Investing Social Security Funds in the Stock Market: Some Economic Considerations


 

Publication Date: April 2005

Publisher: Library of Congress. Congressional Research Service

Author(s):

Research Area: Banking and finance

Type:

Abstract:

For the time being, Social Security receipts are more than enough to fund current benefits. But beginning in 2017, under current law, benefits are projected to exceed Social Security receipts. At that point, if not before, either benefits will have to be cut, taxes will have to be raised, or the shortfall will have to be made up either by tapping non-Social Security revenues, which would reduce the unified federal budget surplus, or by an increase in federal borrowing.

Any current proposal to extend the financial life of Social Security is likely to include increases in taxes, cuts in benefits, or both. In addition to those possibilities, is the notion of allowing beneficiaries to contribute some of their Social Security payments directly into personal accounts. Because equity has historically yielded a higher rate of return than have Treasury securities, it is argued that allowing individuals to invest some of their contributions in the stock market would offset at least some of the effects of either tax increases or benefit cuts in any package of reforms.

Between 1926 and 2003, the average annual total rate of return on large corporate stocks was 7.2%, after adjusting for inflation. That was 4.9 percentage points higher than the average real return of 2.3% on long-term government bonds over the same period. But there is substantial variation in rates of return, which diminishes as the holding period grows longer.
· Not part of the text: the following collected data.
//! File-backed schedule controller.
//!
//! The production deployment adjusts an external cron rule; locally the
//! chosen interval is persisted to a small text file that the `watch`
//! loop reads back to decide how long to sleep.

use std::path::{Path, PathBuf};

use async_trait::async_trait;
use tokio::fs;
use tracing::debug;

use fresco_core::{ScheduleController, ScheduleError};

#[derive(Debug)]
pub struct FileScheduleController {
    path: PathBuf,
}

impl FileScheduleController {
    pub fn new(path: impl Into<PathBuf>) -> Self {
        Self { path: path.into() }
    }

    /// Last persisted interval, or `default_minutes` when none was set yet.
    pub async fn current_interval(&self, default_minutes: u32) -> u32 {
        match fs::read_to_string(&self.path).await {
            Ok(text) => text.trim().parse().unwrap_or(default_minutes),
            Err(_) => default_minutes,
        }
    }
}

async fn write_atomic(path: &Path, text: &str) -> std::io::Result<()> {
    let temp_path = path.with_extension("tmp");
    fs::write(&temp_path, text).await?;
    fs::rename(&temp_path, path).await
}

#[async_trait]
impl ScheduleController for FileScheduleController {
    async fn set_interval(&self, minutes: u32) -> Result<(), ScheduleError> {
        write_atomic(&self.path, &minutes.to_string())
            .await
            .map_err(|e| ScheduleError::Update(e.to_string()))?;
        debug!(minutes, "Polling interval persisted");
        Ok(())
    }
}
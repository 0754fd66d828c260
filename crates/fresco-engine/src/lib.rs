//! Incremental snapshot engine for an event-sourced pixel canvas
//!
//! The engine periodically materializes the canvas state recorded by an
//! append-only ledger into a PNG artifact, publishes it together with a
//! content-addressed delta chain, and commits the new canonical pointer
//! back to the ledger. One [`SnapshotEngine::run_cycle`] invocation:
//!
//! 1. reads the canonical [`LedgerPointer`](fresco_core::LedgerPointer)
//! 2. repairs the hot cache from durable storage if it fell out of sync
//! 3. batches new color events across the block range, working around
//!    per-query limits with bounded-concurrency sub-queries
//! 4. adapts the polling cadence to observed activity
//! 5. plans the batch (defer, single commit, or split into safe chunks)
//! 6. materializes each chunk: paint, encode, upload, commit
//!
//! Cycles are single control flows; the only internal parallelism is the
//! event batcher's fan-out. Concurrent cycles against the same region are
//! arbitrated solely by the ledger's conditional-update commit semantics.

pub mod batcher;
pub mod cadence;
pub mod canvas;
pub mod compactor;
pub mod cycle;
pub mod error;
pub mod materializer;
pub mod planner;
pub mod repair;

pub use batcher::EventBatcher;
pub use cadence::CadencePolicy;
pub use canvas::CanvasCodec;
pub use compactor::{compact, expand, extend_chain, merge_adjacent, ChainExtension};
pub use cycle::{CycleOutcome, EngineConfig, SnapshotEngine};
pub use error::EngineError;
pub use materializer::{materialize, CommitRecord, MaterializeRequest};
pub use planner::{plan, BatchPlan};
pub use repair::repair_if_missing;
//! Delta compactor: fold raw events into per-block change lists and
//! build/consume chained delta records
//!
//! Compaction requires block-ordered input (the batcher guarantees it).
//! [`extend_chain`] bounds chain length: rather than appending a tiny
//! record to the chain, a small unsealed predecessor is read back,
//! flattened, merged with the new changes and superseded by one combined
//! record.

use tracing::debug;

use fresco_core::{BlockDelta, ColorEvent, ContentRef, DeltaRecord, PixelChange};

/// Group block-ordered events into one [`BlockDelta`] per distinct block,
/// preserving emission order within each block.
pub fn compact(events: &[ColorEvent]) -> Vec<BlockDelta> {
    let mut deltas: Vec<BlockDelta> = Vec::new();

    for event in events {
        let change = PixelChange {
            pixel_id: event.pixel_id,
            color_id: event.color_id,
        };
        match deltas.last_mut() {
            Some(last) if last.block == event.block => last.changes.push(change),
            _ => {
                let mut delta = BlockDelta::new(event.block, event.timestamp);
                delta.changes.push(change);
                deltas.push(delta);
            }
        }
    }

    debug!(blocks = deltas.len(), "Compacted color events");
    deltas
}

/// Merge adjacent deltas that share a block number.
///
/// Compaction is associative with batching: compacting an ordered
/// partition of an event list chunk by chunk and merging the
/// concatenated results equals compacting the whole list at once.
pub fn merge_adjacent(deltas: Vec<BlockDelta>) -> Vec<BlockDelta> {
    let mut merged: Vec<BlockDelta> = Vec::new();
    for delta in deltas {
        match merged.last_mut() {
            Some(last) if last.block == delta.block => {
                last.changes.extend(delta.changes);
                if last.timestamp.is_none() {
                    last.timestamp = delta.timestamp;
                }
            }
            _ => merged.push(delta),
        }
    }
    merged
}

/// Flatten a delta record back into the events it was compacted from.
/// Inverse of [`compact`], used when merging a small existing record
/// with newly observed events.
pub fn expand(record: &DeltaRecord) -> Vec<ColorEvent> {
    record
        .deltas
        .iter()
        .flat_map(|delta| {
            delta.changes.iter().map(|change| ColorEvent {
                pixel_id: change.pixel_id,
                color_id: change.color_id,
                block: delta.block,
                timestamp: delta.timestamp,
            })
        })
        .collect()
}

/// Result of extending the delta chain with a new batch of deltas
#[derive(Debug, Clone, PartialEq)]
pub struct ChainExtension {
    /// The record to publish
    pub record: DeltaRecord,
    /// The record this one supersedes, if the small-delta merge applied
    pub superseded: Option<ContentRef>,
}

/// Build the next record in the delta chain.
///
/// `prev` is the most recently published record (with its address), if
/// any. When the combined change count of `prev` and the new deltas stays
/// at or below `small_threshold`, the new record absorbs the old one:
/// same base, same back-reference, inherited offset. Otherwise the new
/// record chains behind `prev` on top of `base`.
pub fn extend_chain(
    prev: Option<(ContentRef, DeltaRecord)>,
    new_deltas: Vec<BlockDelta>,
    base: ContentRef,
    small_threshold: usize,
) -> ChainExtension {
    let new_count: usize = new_deltas.iter().map(|d| d.changes.len()).sum();

    match prev {
        None => ChainExtension {
            record: DeltaRecord::new(new_deltas, None, base, 0),
            superseded: None,
        },
        Some((prev_ref, old)) if old.change_count() + new_count <= small_threshold => {
            debug!(
                superseded = %prev_ref.short_hash(),
                combined = old.change_count() + new_count,
                "Superseding small delta record"
            );
            let mut deltas = old.deltas;
            deltas.extend(new_deltas);
            ChainExtension {
                record: DeltaRecord::new(merge_adjacent(deltas), old.prev, old.base, old.base_offset),
                superseded: Some(prev_ref),
            }
        }
        Some((prev_ref, old)) => {
            // A chained record on the same base continues where the
            // previous record stopped; on a fresh base it starts at 0.
            let base_offset = if old.base == base {
                old.base_offset + old.change_count() as u64
            } else {
                0
            };
            ChainExtension {
                record: DeltaRecord::new(new_deltas, Some(prev_ref), base, base_offset),
                superseded: None,
            }
        }
    }
}
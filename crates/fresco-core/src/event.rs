//! Canvas change events and the compacted delta chain
//!
//! The delta record wire document is versioned: field names changed across
//! upstream revisions (`bk_num` vs `bk`, `prev_delta` vs `prev`, the late
//! addition of the base offset), so documents written before the version
//! tag existed deserialize through aliases and defaults. New documents are
//! always written as [`DELTA_WIRE_VERSION`].

use chrono::{DateTime, Utc};
use serde::{Deserialize, Serialize};

use crate::content_ref::ContentRef;

/// Current version written into delta record documents
pub const DELTA_WIRE_VERSION: u32 = 2;

/// One ledger-recorded change of a single cell's palette index.
#[derive(Debug, Clone, PartialEq, Eq, Serialize, Deserialize)]
pub struct ColorEvent {
    pub pixel_id: u64,
    pub color_id: u32,
    pub block: u64,
    /// Block timestamp, when the ledger provided one
    pub timestamp: Option<DateTime<Utc>>,
}

impl ColorEvent {
    pub fn new(pixel_id: u64, color_id: u32, block: u64) -> Self {
        Self {
            pixel_id,
            color_id,
            block,
            timestamp: None,
        }
    }

    pub fn with_timestamp(mut self, timestamp: DateTime<Utc>) -> Self {
        self.timestamp = Some(timestamp);
        self
    }
}

/// A single cell change inside a block delta (wire names `i`/`c`).
#[derive(Debug, Clone, Copy, PartialEq, Eq, Serialize, Deserialize)]
pub struct PixelChange {
    #[serde(rename = "i")]
    pub pixel_id: u64,
    #[serde(rename = "c")]
    pub color_id: u32,
}

/// All changes recorded in one ledger block, in emission order.
#[derive(Debug, Clone, PartialEq, Eq, Serialize, Deserialize)]
pub struct BlockDelta {
    #[serde(rename = "bk", alias = "bk_num")]
    pub block: u64,
    #[serde(rename = "time", default, skip_serializing_if = "Option::is_none")]
    pub timestamp: Option<DateTime<Utc>>,
    #[serde(rename = "cs")]
    pub changes: Vec<PixelChange>,
}

impl BlockDelta {
    pub fn new(block: u64, timestamp: Option<DateTime<Utc>>) -> Self {
        Self {
            block,
            timestamp,
            changes: Vec::new(),
        }
    }
}

fn legacy_version() -> u32 {
    1
}

/// A compact, chained record of changes since a base snapshot.
///
/// Replaying `deltas` onto the image at `base` (skipping the first
/// `base_offset` changes already covered by earlier records in the chain)
/// yields the canvas as of the last block in `deltas`. `prev == None`
/// means this is the first record since `base` was published.
#[derive(Debug, Clone, PartialEq, Serialize, Deserialize)]
pub struct DeltaRecord {
    #[serde(rename = "v", default = "legacy_version")]
    pub version: u32,
    #[serde(rename = "delta")]
    pub deltas: Vec<BlockDelta>,
    #[serde(rename = "prev", alias = "prev_delta", default)]
    pub prev: Option<ContentRef>,
    #[serde(rename = "base", alias = "snapshot")]
    pub base: ContentRef,
    #[serde(rename = "base_offset", default)]
    pub base_offset: u64,
}

impl DeltaRecord {
    /// Build a record at the current wire version
    pub fn new(
        deltas: Vec<BlockDelta>,
        prev: Option<ContentRef>,
        base: ContentRef,
        base_offset: u64,
    ) -> Self {
        Self {
            version: DELTA_WIRE_VERSION,
            deltas,
            prev,
            base,
            base_offset,
        }
    }

    /// Total number of cell changes across all blocks
    pub fn change_count(&self) -> usize {
        self.deltas.iter().map(|d| d.changes.len()).sum()
    }

    /// Block number of the last delta, if any
    pub fn last_block(&self) -> Option<u64> {
        self.deltas.last().map(|d| d.block)
    }

    /// Serialize to the JSON wire document
    pub fn to_bytes(&self) -> Result<Vec<u8>, serde_json::Error> {
        serde_json::to_vec(self)
    }

    /// Deserialize from the JSON wire document (any supported version)
    pub fn from_bytes(bytes: &[u8]) -> Result<Self, serde_json::Error> {
        serde_json::from_slice(bytes)
    }
}

/// Per-region canonical state held by the ledger.
#[derive(Debug, Clone, Copy, PartialEq, Eq, Serialize, Deserialize)]
pub struct LedgerPointer {
    pub last_snapshot_block: u64,
    pub last_snapshot_ref: ContentRef,
}

/// Kind of artifact publication recorded by the ledger.
#[derive(Debug, Clone, Copy, PartialEq, Eq, Serialize, Deserialize)]
pub enum PublicationKind {
    Snapshot,
    Delta,
}

impl PublicationKind {
    /// Media type hint used when mirroring the artifact into the hot store
    pub fn media_type(&self) -> &'static str {
        match self {
            PublicationKind::Snapshot => "image/png",
            PublicationKind::Delta => "application/json",
        }
    }
}

/// One artifact publication recorded by the ledger.
#[derive(Debug, Clone, Copy, PartialEq, Eq, Serialize, Deserialize)]
pub struct PublicationEvent {
    pub kind: PublicationKind,
    pub block: u64,
    pub artifact_ref: ContentRef,
}
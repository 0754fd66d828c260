//! Event batcher: fetch color events across a block range
//!
//! Ledger collaborators limit both the block-range width and the result
//! count of a single query. The batcher works around this by partitioning
//! the range into fixed-width sub-ranges and issuing them under a
//! bounded-concurrency limiter, then reassembling results in sub-range
//! order. Sub-range boundaries are disjoint and contiguous, so the merge
//! introduces no duplicates or gaps and preserves ascending block order
//! with emission order intact within a block.

use std::sync::Arc;

use tokio::sync::Semaphore;
use tokio::task::JoinSet;
use tracing::{debug, warn};

use fresco_core::{ColorEvent, Ledger, LedgerError};

use crate::error::EngineError;

/// Default sub-range width, below typical per-query range limits
pub const DEFAULT_WINDOW: u64 = 2_000;

/// Default number of sub-queries in flight
pub const DEFAULT_CONCURRENCY: usize = 8;

/// Bounded-concurrency fetcher for ledger color events
#[derive(Debug, Clone)]
pub struct EventBatcher {
    window: u64,
    concurrency: usize,
}

impl Default for EventBatcher {
    fn default() -> Self {
        Self {
            window: DEFAULT_WINDOW,
            concurrency: DEFAULT_CONCURRENCY,
        }
    }
}

impl EventBatcher {
    pub fn new(window: u64, concurrency: usize) -> Self {
        Self {
            window: window.max(1),
            concurrency: concurrency.max(1),
        }
    }

    /// Fetch color events in `[from, to]`, block-ordered.
    ///
    /// With `to == None` a single unbounded query is attempted (for
    /// collaborators that support it); if that fails with a range-query
    /// error, the batcher falls back once to the chunked bounded form
    /// against the current chain height before propagating.
    pub async fn fetch_range<L>(
        &self,
        ledger: &Arc<L>,
        from: u64,
        to: Option<u64>,
    ) -> Result<Vec<ColorEvent>, EngineError>
    where
        L: Ledger + ?Sized + 'static,
    {
        match to {
            Some(to) => self.fetch_chunked(ledger, from, to).await,
            None => match ledger.query_color_events(from, None).await {
                Ok(events) => Ok(events),
                Err(LedgerError::RangeQuery(reason)) => {
                    warn!(%reason, "Unbounded query failed, falling back to chunked form");
                    let height = ledger.current_block_height().await?;
                    self.fetch_chunked(ledger, from, height).await
                }
                Err(e) => Err(e.into()),
            },
        }
    }

    async fn fetch_chunked<L>(
        &self,
        ledger: &Arc<L>,
        from: u64,
        to: u64,
    ) -> Result<Vec<ColorEvent>, EngineError>
    where
        L: Ledger + ?Sized + 'static,
    {
        if from > to {
            return Ok(Vec::new());
        }

        let ranges = sub_ranges(from, to, self.window);
        debug!(from, to, sub_queries = ranges.len(), "Fetching color events");

        let limiter = Arc::new(Semaphore::new(self.concurrency));
        let mut join_set = JoinSet::new();

        for (index, (lo, hi)) in ranges.iter().copied().enumerate() {
            let ledger = Arc::clone(ledger);
            let limiter = Arc::clone(&limiter);
            join_set.spawn(async move {
                let _permit = limiter
                    .acquire_owned()
                    .await
                    .map_err(|_| LedgerError::Rpc("query limiter closed".to_string()))?;
                let events = ledger.query_color_events(lo, Some(hi)).await?;
                Ok::<_, LedgerError>((index, events))
            });
        }

        // Gather out of completion order, then normalize back to
        // sub-range order; the compactor requires sorted input.
        let mut buckets: Vec<Option<Vec<ColorEvent>>> = vec![None; ranges.len()];
        while let Some(joined) = join_set.join_next().await {
            let (index, events) = joined
                .map_err(|e| LedgerError::Rpc(format!("sub-query task failed: {e}")))??;
            buckets[index] = Some(events);
        }

        Ok(buckets.into_iter().flatten().flatten().collect())
    }
}

/// Partition `[from, to]` into contiguous windows of at most `window`
/// blocks, with no overlap or gap.
fn sub_ranges(from: u64, to: u64, window: u64) -> Vec<(u64, u64)> {
    let mut ranges = Vec::new();
    let mut lo = from;
    while lo <= to {
        let hi = lo.saturating_add(window - 1).min(to);
        ranges.push((lo, hi));
        if hi == u64::MAX {
            break;
        }
        lo = hi + 1;
    }
    ranges
}

#[cfg(test)]
mod tests {
    use super::*;
    use fresco_core::mock::MockLedger;
    use fresco_core::{ContentRef, LedgerPointer};

    fn ledger_with_events(height: u64, events: Vec<ColorEvent>) -> MockLedger {
        let pointer = LedgerPointer {
            last_snapshot_block: 0,
            last_snapshot_ref: ContentRef::from_data(b"genesis"),
        };
        MockLedger::new(height, pointer).with_color_events(events)
    }

    fn events_at_blocks(blocks: &[u64]) -> Vec<ColorEvent> {
        blocks
            .iter()
            .enumerate()
            .map(|(i, &b)| ColorEvent::new(i as u64 + 1, 1, b))
            .collect()
    }

    #[test]
    fn test_sub_ranges_cover_without_gaps() {
        let ranges = sub_ranges(1, 5000, 2000);
        assert_eq!(ranges, vec![(1, 2000), (2001, 4000), (4001, 5000)]);

        let single = sub_ranges(10, 12, 2000);
        assert_eq!(single, vec![(10, 12)]);
    }

    #[tokio::test]
    async fn test_chunked_fetch_preserves_block_order() {
        let blocks: Vec<u64> = vec![5, 70, 150, 151, 220, 290];
        let ledger = Arc::new(ledger_with_events(300, events_at_blocks(&blocks)));

        let batcher = EventBatcher::new(100, 2);
        let events = batcher.fetch_range(&ledger, 1, Some(300)).await.unwrap();

        let fetched: Vec<u64> = events.iter().map(|e| e.block).collect();
        assert_eq!(fetched, blocks);

        // One sub-query per 100-block window.
        assert_eq!(ledger.range_queries().len(), 3);
    }

    #[tokio::test]
    async fn test_wide_query_falls_back_once_to_chunked() {
        let blocks: Vec<u64> = vec![10, 20, 30];
        let ledger = Arc::new(
            ledger_with_events(50, events_at_blocks(&blocks)).with_failing_wide_queries(),
        );

        let batcher = EventBatcher::new(25, 4);
        let events = batcher.fetch_range(&ledger, 1, None).await.unwrap();
        assert_eq!(events.len(), 3);

        let queries = ledger.range_queries();
        assert_eq!(queries[0], (1, None));
        assert!(queries[1..].iter().all(|(_, to)| to.is_some()));
    }

    #[tokio::test]
    async fn test_empty_range_is_empty() {
        let ledger = Arc::new(ledger_with_events(10, Vec::new()));
        let batcher = EventBatcher::default();
        let events = batcher.fetch_range(&ledger, 11, Some(10)).await.unwrap();
        assert!(events.is_empty());
    }
}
Even with relatively long holding periods there are still instances of below-zero rates of return. The longest holding period with a below-zero return for stocks was 18 years and 11 months. Although, longer holding periods have historically reduced the volatility of stock returns that does not necessarily mean that the risk associated with holding stocks falls as holding periods lengthen.

A recent subject of speculation has been the risk that the retirement of the babyboom generation will coincide with a substantial sell-off of assets. Sometimes referred to as the "asset market meltdown hypothesis," the concern is that as increasing numbers of retirees sell the assets they have accumulated over their working lives in order to continue the lifestyles to which they have become accustomed, asset prices will decline. Theory alone seems insufficient to predict what might happen to asset prices when the baby boom generation begins to retire. There are reasons to believe that they will sell some of their assets, but there are also reasons to believe that those sales will not be so large as to disrupt financial markets or cause a precipitous drop in the prices of assets traded in those markets. This report will not be updated.